Are you a good friend or a bad friend? Take Martha Beck’s quiz, following her article on friendship in “O” magazine. Click here.

12 thoughts on “Why friendship matters

  1. 21 kinds of toxic friends?? One is too many! Good friends are hard to find and when we do, we need to work to keep our friendships alive and loving.
    I agree that friends are necessary to good health. “A burden shared is a burden halved.” It has helped me so much just to know that friends are praying for me when I need help and it’s an honor to pray for them.

  2. Jan, yes — 21 of ’em! If you click on the top book link in the post, it will take you to the author’s Web site, where you’ll note a section that lists all 21 toxic friend “types,” from “The Competitor” to the “Abuser” and more. I suspect these problem-friends are more common when we’re much younger and willing to tolerate a lot more crap from people. 🙂 As we reach midlife, I think we end up with the friends we want and deserve.

  3. I agree that friends are essential to our well-being. I don’t agree that they have to be face-to-face friends. I am not lucky enough to have my friends living within regular visiting distance. Friends I have made in person are now scattered about the country, so phone calls, cards, emails, Facebook, and blog comments are how we stay in touch during the months or years between visits. There are women I’ve met through blogging who are good friends who keep in touch regularly ~ we have as much in common and I look forward to catching up as much with them as I do with in-person friends. I don’t think the AARP research is not taking into account the number of people in 2013 who have computer skills and benefit greatly from social media.

  4. Good points, Sharon … but I am just reporting what I read from the stats from the various studies 🙂 Some of the studies were done by others, in addition to AARP, who reported them. I will try to remember to repost the link for the findings. And I should add — any kind of social connection is wonderful. But I do notice that I get a special lift after having lunch with a friend — a lift that I cannot compare to anything else.

  5. Yikes! I know people in all 21 categories. I may even have some of these traits myself 🙁
    We do learn to weed out the toxic friends, but it’s a whole lot harder when we’re related to them. I guess that’s a topic for another book.

  6. This was so very nice to read – and not an intimidating way to look at friendships. Sometimes, articles that focus on friendship almost veer into unrealistic expectations. But this is sane, reasonable and well-thought. Nice!!

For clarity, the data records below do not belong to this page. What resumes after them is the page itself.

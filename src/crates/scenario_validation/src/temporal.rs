//! Temporal quantifiers that lift one check into its four assertion flavours.
//!
//! | constructor          | quantifier | polarity |
//! |----------------------|------------|----------|
//! | [`Temporal::always`]        | always     | as-is    |
//! | [`Temporal::always_not`]    | always     | inverted |
//! | [`Temporal::eventually`]    | eventually | as-is    |
//! | [`Temporal::eventually_not`]| eventually | inverted |
//!
//! `Always` latches the first failing tick; `Eventually` latches the first
//! passing tick. Once latched the wrapped check is no longer queried.

use serde::{Deserialize, Serialize};

use crate::error::EvaluationError;
use crate::validation::{Validation, ValidationGeometry, ValidationStatus};
use crate::world::World;

#[derive(Debug, Clone, Copy, PartialEq, Eq, Hash, Serialize, Deserialize)]
pub enum Quantifier {
    Always,
    Eventually,
}

#[derive(Debug, Clone, Copy, PartialEq, Eq, Hash, Serialize, Deserialize)]
pub enum Polarity {
    Affirmative,
    Negated,
}

impl Polarity {
    fn apply(self, status: ValidationStatus) -> ValidationStatus {
        match self {
            Polarity::Affirmative => status,
            Polarity::Negated => status.inverted(),
        }
    }
}

#[derive(Debug, Clone)]
pub struct Temporal<V> {
    inner: V,
    quantifier: Quantifier,
    polarity: Polarity,
    latched: Option<ValidationStatus>,
}

impl<V: Validation> Temporal<V> {
    pub fn new(inner: V, quantifier: Quantifier, polarity: Polarity) -> Self {
        Self {
            inner,
            quantifier,
            polarity,
            latched: None,
        }
    }

    pub fn always(inner: V) -> Self {
        Self::new(inner, Quantifier::Always, Polarity::Affirmative)
    }

    pub fn always_not(inner: V) -> Self {
        Self::new(inner, Quantifier::Always, Polarity::Negated)
    }

    pub fn eventually(inner: V) -> Self {
        Self::new(inner, Quantifier::Eventually, Polarity::Affirmative)
    }

    pub fn eventually_not(inner: V) -> Self {
        Self::new(inner, Quantifier::Eventually, Polarity::Negated)
    }

    pub fn quantifier(&self) -> Quantifier {
        self.quantifier
    }

    pub fn polarity(&self) -> Polarity {
        self.polarity
    }

    pub fn inner(&self) -> &V {
        &self.inner
    }
}

impl<V: Validation> Validation for Temporal<V> {
    fn evaluate(&mut self, world: &World) -> Result<ValidationStatus, EvaluationError> {
        if let Some(status) = self.latched {
            return Ok(status);
        }

        let status = self.polarity.apply(self.inner.evaluate(world)?);
        let sticky = match self.quantifier {
            Quantifier::Always => ValidationStatus::Failing,
            Quantifier::Eventually => ValidationStatus::Passing,
        };
        if status == sticky {
            self.latched = Some(status);
        }
        Ok(status)
    }

    fn geometry(&self, world: &World) -> ValidationGeometry {
        self.inner.geometry(world)
    }

    fn describe(&self) -> String {
        let quantifier = match self.quantifier {
            Quantifier::Always => "always",
            Quantifier::Eventually => "eventually",
        };
        match self.polarity {
            Polarity::Affirmative => format!("{quantifier}: {}", self.inner.describe()),
            Polarity::Negated => format!("{quantifier} not: {}", self.inner.describe()),
        }
    }

    fn is_invariant(&self) -> bool {
        self.quantifier == Quantifier::Always
    }

    fn is_settled(&self) -> bool {
        self.latched.is_some()
    }
}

  7. This was a very insightful post. I have been reading Women I Want to Grow Old With, and it really has made me feel like I still have so much to learn about maintaining friendships. So I supplement my reading with posts such as these and it has really helped me. I definately recommend womeniwanttogrowoldwith.com as we always need to remember to keep friends for life, we have to evolve and learn to grow with them everyday! Thanks for this post!

  8. Tania — Thank you so much for the link to Women I Want to Grow Old With … I am not familiar with the book or the site, but will definitely check it out. Thanks for joining the conversation here, and Happy Valentine’s Day!